To identify polypeptides comprising the SCC complex, peak Mono S-purified fractions were pooled and separated by SDS-PAGE. Surprisingly, tryptic digests of excised gel bands followed by high sensitivity mass spectrometry revealed all detectable constituents of SCC to be none other than the Xeroderma pigmentosum group C (XPC)-RAD23B-Centrin 2 (CETN2) nucleotide excision repair (NER) complex (Araki et al., 2001) (Figure 3A). We next carried out western blot analysis with antibodies specific to XPC, RAD23B and CETN2 to confirm the identities of the purified SCC subunits (Figure 3B). As expected, these three polypeptides were highly enriched in the purified SCC Mono S peak fractions when compared to the crude NT2 P1M fraction (Figure 3B). Because identification of SCC as being identical to the XPC-NER complex was so unexpected, particularly as this repair complex has not been associated with any cell type-specific function nor linked to stem cell transcription, we next wanted to compare the relative amounts of this factor in different cell types.

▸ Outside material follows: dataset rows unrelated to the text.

//! Glory2Wide: convert melody slide decks to wide format.

use anyhow::{Context, Result};
use clap::Parser;
use std::path::PathBuf;
use std::process::ExitCode;
use wide_cli::{FailurePolicy, OverwritePolicy, PipelineConfig, ScanRules};
use wide_core::CropConfig;

/// Exit status when the input directory had to be created.
const EXIT_NO_INPUT: u8 = 2;

/// Convert 4:3 hymn melody decks into 16:9 presentations.
#[derive(Parser, Debug)]
#[command(name = "glory2wide")]
#[command(author, version, about, long_about = None)]
struct Args {
    /// Directory containing the hymn pack
    #[arg(short, long, default_value = "hymns")]
    input: PathBuf,

    /// Directory receiving the converted presentations
    #[arg(short, long, default_value = "out")]
    output: PathBuf,

    /// Scratch directory, recreated on every run
    #[arg(short, long, default_value = "temp")]
    work_dir: PathBuf,

    /// Text a file name must contain to be converted
    #[arg(long, default_value = "Melody")]
    marker: String,

    /// Rows removed from the top of each image before cropping
    #[arg(long, default_value_t = 40)]
    top_margin: u32,

    /// Rows removed from the bottom of each image before cropping
    #[arg(long, default_value_t = 70)]
    bottom_margin: u32,

    /// Columns kept to the right of the music
    #[arg(long, default_value_t = 100)]
    right_padding: u32,

    /// Gray level below which a pixel counts as ink
    #[arg(long, default_value_t = 128)]
    threshold: u8,

    /// What to do when an output file already exists
    #[arg(long, value_enum, default_value_t = OverwritePolicy::Overwrite)]
    on_existing: OverwritePolicy,

    /// Stop at the first file that fails instead of skipping it
    #[arg(long)]
    fail_fast: bool,

    /// Keep the scratch directory after the run
    #[arg(long)]
    keep_work: bool,

    /// Hide progress bars
    #[arg(short, long)]
    quiet: bool,

    /// Verbose output
    #[arg(short, long)]
    verbose: bool,
}

impl Args {
    fn to_config(&self) -> PipelineConfig {
        PipelineConfig {
            input_dir: self.input.clone(),
            output_dir: self.output.clone(),
            work_dir: self.work_dir.clone(),
            scan: ScanRules::new().with_marker(&self.marker),
            crop: CropConfig::new()
                .with_margins(self.top_margin, self.bottom_margin)
                .with_right_padding(self.right_padding)
                .with_threshold(self.threshold),
            overwrite: self.on_existing,
            failure: if self.fail_fast {
                FailurePolicy::Abort
            } else {
                FailurePolicy::Continue
            },
            keep_work: self.keep_work,
            quiet: self.quiet,
            ..PipelineConfig::default()
        }
    }
}

fn main() -> ExitCode {
    let args = Args::parse();

    // Initialize logging
    if args.verbose {
        env_logger::Builder::from_env(env_logger::Env::default().default_filter_or("debug")).init();
    } else {
        env_logger::Builder::from_env(env_logger::Env::default().default_filter_or("warn")).init();
    }

    println!("\nGlory2Wide\n");

    match convert(&args) {
        Ok(code) => code,
        Err(e) => {
            if let Some(wide_core::Error::MissingInputDirectory(dir)) = e.downcast_ref::<wide_core::Error>() {
                println!(
                    "Please extract the Glory to God hymn pack into the \"{}\" directory",
                    dir.display()
                );
                return ExitCode::from(EXIT_NO_INPUT);
            }
            eprintln!("Error: {:#}", e);
            ExitCode::FAILURE
        }
    }
}

/// Run the batch and print its summary.
fn convert(args: &Args) -> Result<ExitCode> {
    let config = args.to_config();
    let report = wide_cli::run(&config).context("Conversion failed")?;

    for id in &report.skipped {
        println!("Skipped {} (output already exists)", id);
    }

    if !report.is_success() {
        eprintln!("\n{} file(s) could not be converted:", report.failed.len());
        for (id, reason) in &report.failed {
            eprintln!("  {}: {}", id, reason);
        }
        println!(
            "\nConverted {} hymn(s) into the \"{}\" folder.",
            report.converted.len(),
            config.output_dir.display()
        );
        return Ok(ExitCode::FAILURE);
    }

    println!(
        "Successfully converted {} hymn(s) to wide format.\nThe exported hymns are in the \"{}\" folder.\n",
        report.converted.len(),
        config.output_dir.display()
    );
    Ok(ExitCode::SUCCESS)
}
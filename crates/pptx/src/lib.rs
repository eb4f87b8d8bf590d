//! PPTX (Office Open XML) backend for melody deck conversion.
//!
//! Reads title fields and slide images out of source decks, and writes the
//! generated 16:9 presentations.

pub mod reader;
pub mod template;
pub mod writer;

pub use reader::{PptxReader, Shape, SlideContent, Transform};
pub use writer::{place_image, Placement, PresentationBuilder, TextBox, TextStyle, TitleLayout, WIDE_HEIGHT, WIDE_WIDTH};
//! Source discovery.

use std::collections::BTreeMap;
use std::path::{Path, PathBuf};
use walkdir::WalkDir;
use wide_core::Result;

/// Which files in the input tree are melody decks.
#[derive(Debug, Clone, PartialEq, Eq)]
pub struct ScanRules {
    /// Substring the file name must contain.
    pub marker: String,
    /// Accepted extensions, compared case-insensitively.
    pub extensions: Vec<String>,
}

impl Default for ScanRules {
    fn default() -> Self {
        Self {
            marker: "Melody".to_string(),
            extensions: vec!["ppt".to_string(), "pptx".to_string()],
        }
    }
}

impl ScanRules {
    /// Create rules matching `*Melody*.ppt` and `*Melody*.pptx`.
    pub fn new() -> Self {
        Self::default()
    }

    /// Match a different file name marker.
    pub fn with_marker(mut self, marker: impl Into<String>) -> Self {
        self.marker = marker.into();
        self
    }

    /// Whether `path` names an eligible source file.
    pub fn is_eligible(&self, path: &Path) -> bool {
        let Some(name) = path.file_name().and_then(|n| n.to_str()) else {
            return false;
        };
        let Some(ext) = path.extension().and_then(|e| e.to_str()) else {
            return false;
        };
        name.contains(&self.marker) && self.extensions.iter().any(|e| e.eq_ignore_ascii_case(ext))
    }
}

/// Walk `input` and map item identifiers (file stems) to source paths.
///
/// When two files share a stem, the first one in walk order is kept.
pub fn scan(input: &Path, rules: &ScanRules) -> Result<BTreeMap<String, PathBuf>> {
    let mut sources: BTreeMap<String, PathBuf> = BTreeMap::new();

    for entry in WalkDir::new(input).sort_by_file_name() {
        let entry = entry.map_err(std::io::Error::from)?;
        if !entry.file_type().is_file() || !rules.is_eligible(entry.path()) {
            continue;
        }
        let Some(id) = entry.path().file_stem().and_then(|s| s.to_str()) else {
            log::warn!("Skipping non UTF-8 file name: {}", entry.path().display());
            continue;
        };

        if let Some(existing) = sources.get(id) {
            log::warn!(
                "Ignoring {}: '{}' already found at {}",
                entry.path().display(),
                id,
                existing.display()
            );
            continue;
        }
        log::debug!("Found {}", entry.path().display());
        sources.insert(id.to_string(), entry.path().to_path_buf());
    }

    Ok(sources)
}

#[cfg(test)]
mod tests {
    use super::*;
    use std::fs;

    #[test]
    fn test_is_eligible() {
        let rules = ScanRules::default();
        assert!(rules.is_eligible(Path::new("hymns/001 Holy Melody.ppt")));
        assert!(rules.is_eligible(Path::new("hymns/001 Holy Melody.PPTX")));
        assert!(!rules.is_eligible(Path::new("hymns/001 Holy Lyrics.ppt")));
        assert!(!rules.is_eligible(Path::new("hymns/001 Holy Melody.pdf")));
        assert!(!rules.is_eligible(Path::new("hymns/Melody")));
    }

    #[test]
    fn test_scan_walks_subdirectories() {
        let dir = tempfile::tempdir().unwrap();
        let nested = dir.path().join("A-M");
        fs::create_dir_all(&nested).unwrap();
        fs::write(dir.path().join("002 Be Still Melody.ppt"), b"").unwrap();
        fs::write(nested.join("001 Amazing Grace Melody.pptx"), b"").unwrap();
        fs::write(nested.join("001 Amazing Grace Lyrics.pptx"), b"").unwrap();
        fs::write(nested.join("notes.txt"), b"").unwrap();

        let found = scan(dir.path(), &ScanRules::default()).unwrap();
        let ids: Vec<&str> = found.keys().map(String::as_str).collect();
        assert_eq!(ids, vec!["001 Amazing Grace Melody", "002 Be Still Melody"]);
        assert_eq!(
            found["001 Amazing Grace Melody"],
            nested.join("001 Amazing Grace Melody.pptx")
        );
    }

    #[test]
    fn test_scan_duplicate_stem_keeps_first() {
        let dir = tempfile::tempdir().unwrap();
        for sub in ["a", "b"] {
            fs::create_dir_all(dir.path().join(sub)).unwrap();
        }
        fs::write(dir.path().join("a/010 Rock of Ages Melody.ppt"), b"").unwrap();
        fs::write(dir.path().join("b/010 Rock of Ages Melody.pptx"), b"").unwrap();

        let found = scan(dir.path(), &ScanRules::default()).unwrap();
        assert_eq!(found.len(), 1);
        assert_eq!(
            found["010 Rock of Ages Melody"],
            dir.path().join("a/010 Rock of Ages Melody.ppt")
        );
    }

    #[test]
    fn test_scan_custom_marker() {
        let dir = tempfile::tempdir().unwrap();
        fs::write(dir.path().join("Hymn Tune.pptx"), b"").unwrap();
        fs::write(dir.path().join("Hymn Melody.pptx"), b"").unwrap();

        let found = scan(dir.path(), &ScanRules::new().with_marker("Tune")).unwrap();
        assert_eq!(found.len(), 1);
        assert!(found.contains_key("Hymn Tune"));
    }

    #[test]
    fn test_scan_missing_directory_errors() {
        let dir = tempfile::tempdir().unwrap();
        assert!(scan(&dir.path().join("nope"), &ScanRules::default()).is_err());
    }
}
/// Extract top-level shapes from slide XML.
fn parse_shapes(xml: &str, rels: &HashMap<String, Relationship>) -> Result<Vec<Shape>> {
    let mut reader = Reader::from_str(xml);
    let mut shapes = Vec::new();

    let mut pending: Option<Pending> = None;
    let mut group_depth = 0usize;
    let mut in_text_run = false;

    loop {
        match reader.read_event() {
            Ok(Event::Start(ref e)) => {
                let name = e.name();
                let local = local_name(name.as_ref());

                if local == b"grpSp" {
                    group_depth += 1;
                    continue;
                }
                if group_depth > 0 {
                    continue;
                }

                match local {
                    b"sp" => {
                        pending = Some(Pending::Text {
                            has_body: false,
                            text: String::new(),
                            paragraphs: 0,
                        })
                    }
                    b"pic" => {
                        pending = Some(Pending::Picture {
                            embed: None,
                            transform: Transform::default(),
                        })
                    }
                    b"txBody" => {
                        if let Some(Pending::Text { has_body, .. }) = pending.as_mut() {
                            *has_body = true;
                        }
                    }
                    b"p" => {
                        if let Some(Pending::Text { text, paragraphs, has_body: true }) =
                            pending.as_mut()
                        {
                            if *paragraphs > 0 {
                                text.push('\n');
                            }
                            *paragraphs += 1;
                        }
                    }
                    b"t" => in_text_run = true,
                    b"br" => push_break(&mut pending),
                    _ => apply_picture_attrs(&mut pending, local, e),
                }
            }
            Ok(Event::Empty(ref e)) => {
                if group_depth > 0 {
                    continue;
                }
                let name = e.name();
                let local = local_name(name.as_ref());
                match local {
                    b"br" => push_break(&mut pending),
                    b"sp" | b"pic" | b"cxnSp" | b"graphicFrame" => shapes.push(Shape::Other),
                    _ => apply_picture_attrs(&mut pending, local, e),
                }
            }
            Ok(Event::Text(ref e)) => {
                if in_text_run && group_depth == 0 {
                    if let Some(Pending::Text { text, .. }) = pending.as_mut() {
                        let chunk = e
                            .unescape()
                            .map_err(|e| Error::XmlError(format!("Bad slide text: {}", e)))?;
                        text.push_str(&chunk);
                    }
                }
            }
            Ok(Event::End(ref e)) => {
                let name = e.name();
                let local = local_name(name.as_ref());

                if local == b"grpSp" {
                    group_depth = group_depth.saturating_sub(1);
                    if group_depth == 0 {
                        shapes.push(Shape::Other);
                    }
                    continue;
                }
                if group_depth > 0 {
                    continue;
                }

                match local {
                    b"t" => in_text_run = false,
                    b"sp" => {
                        if let Some(Pending::Text { has_body, text, .. }) = pending.take() {
                            shapes.push(if has_body {
                                Shape::Text(text)
                            } else {
                                Shape::Other
                            });
                        }
                    }
                    b"pic" => {
                        if let Some(Pending::Picture { embed, transform }) = pending.take() {
                            let part = embed.and_then(|rid| rels.get(&rid)).map(|r| r.part.clone());
                            shapes.push(match part {
                                Some(part) => Shape::Picture { part, transform },
                                None => {
                                    log::warn!("Picture without an embedded image");
                                    Shape::Other
                                }
                            });
                        }
                    }
                    b"cxnSp" | b"graphicFrame" => shapes.push(Shape::Other),
                    _ => {}
                }
            }
            Ok(Event::Eof) => break,
            Err(e) => {
                return Err(Error::XmlError(format!("Error parsing slide: {}", e)));
            }
            _ => {}
        }
    }

    Ok(shapes)
}

fn push_break(pending: &mut Option<Pending>) {
    if let Some(Pending::Text { text, .. }) = pending.as_mut() {
        text.push('\n');
    }
}

/// Record blip reference and geometry for the picture being collected.
fn apply_picture_attrs(pending: &mut Option<Pending>, local: &[u8], e: &BytesStart) {
    let Some(Pending::Picture { embed, transform }) = pending.as_mut() else {
        return;
    };
    match local {
        b"blip" => {
            if let Some(rid) = prefixed_attr(e, b"embed") {
                *embed = Some(rid);
            }
        }
        b"off" => {
            transform.x = attr_i64(e, b"x").unwrap_or(transform.x);
            transform.y = attr_i64(e, b"y").unwrap_or(transform.y);
        }
        b"ext" => {
            transform.cx = attr_i64(e, b"cx").unwrap_or(transform.cx);
            transform.cy = attr_i64(e, b"cy").unwrap_or(transform.cy);
        }
        _ => {}
    }
}

/// Value of a namespace-prefixed attribute such as `r:id` or `r:embed`.
fn prefixed_attr(e: &BytesStart, local: &[u8]) -> Option<String> {
    e.attributes().flatten().find_map(|attr| {
        let key = attr.key.as_ref();
        let matches = key.len() > local.len()
            && key.ends_with(local)
            && key[key.len() - local.len() - 1] == b':';
        matches.then(|| String::from_utf8_lossy(&attr.value).to_string())
    })
}

fn attr_i64(e: &BytesStart, key: &[u8]) -> Option<i64> {
    e.attributes()
        .flatten()
        .find(|attr| attr.key.as_ref() == key)
        .and_then(|attr| String::from_utf8_lossy(&attr.value).parse().ok())
}

/// Extract the local name from a potentially namespaced XML element name.
fn local_name(name: &[u8]) -> &[u8] {
    if let Some(pos) = name.iter().position(|&b| b == b':') {
        &name[pos + 1..]
    } else {
        name
    }
}

/// Directory of a part name, e.g. `ppt/slides` for `ppt/slides/slide1.xml`.
fn part_dir(part: &str) -> &str {
    part.rsplit_once('/').map(|(dir, _)| dir).unwrap_or("")
}

/// Relationship part for a part, e.g. `ppt/slides/_rels/slide1.xml.rels`.
fn rels_part_for(part: &str) -> String {
    match part.rsplit_once('/') {
        Some((dir, file)) => format!("{}/_rels/{}.rels", dir, file),
        None => format!("_rels/{}.rels", part),
    }
}

/// Resolve a relationship target against the directory of its source part.
fn resolve_target(base_dir: &str, target: &str) -> String {
    if let Some(absolute) = target.strip_prefix('/') {
        return absolute.to_string();
    }

    let mut segments: Vec<&str> = base_dir.split('/').filter(|s| !s.is_empty()).collect();
    for segment in target.split('/') {
        match segment {
            "" | "." => {}
            ".." => {
                segments.pop();
            }
            other => segments.push(other),
        }
    }
    segments.join("/")
}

Consistent with the notion that SCC may be functioning in an unusual way in pluripotent stem cells, we found that these three proteins are highly enriched in ES and EC cells. For example, the levels of XPC, RAD23B and CETN2 in the NT2 P1M fraction are much higher than in an equivalent amount of P1M fraction prepared from HeLa nuclear extracts (Figure 3B). Accordingly, in in vitro transcription reactions, Oct4/Sox2-dependent activation of Nanog by HeLa P1M fraction is much lower than that of NT2 P1M fraction (Figure S1B). XPC and RAD23B were rapidly down-regulated upon RA-induced differentiation of mouse D3 ES cells, whereas CETN2, components of the basal transcription machinery (TBP and TFIIE) and other NER factors (XPA and XPB) decreased only slightly while the loading control β-actin remained unchanged (Figure 3C). This finding is consistent with our previous observation that the D3 P1M fraction from differentiated cells is significantly less active than the pluripotent D3 P1M fraction in potentiating Nanog transcription (Figure 1F).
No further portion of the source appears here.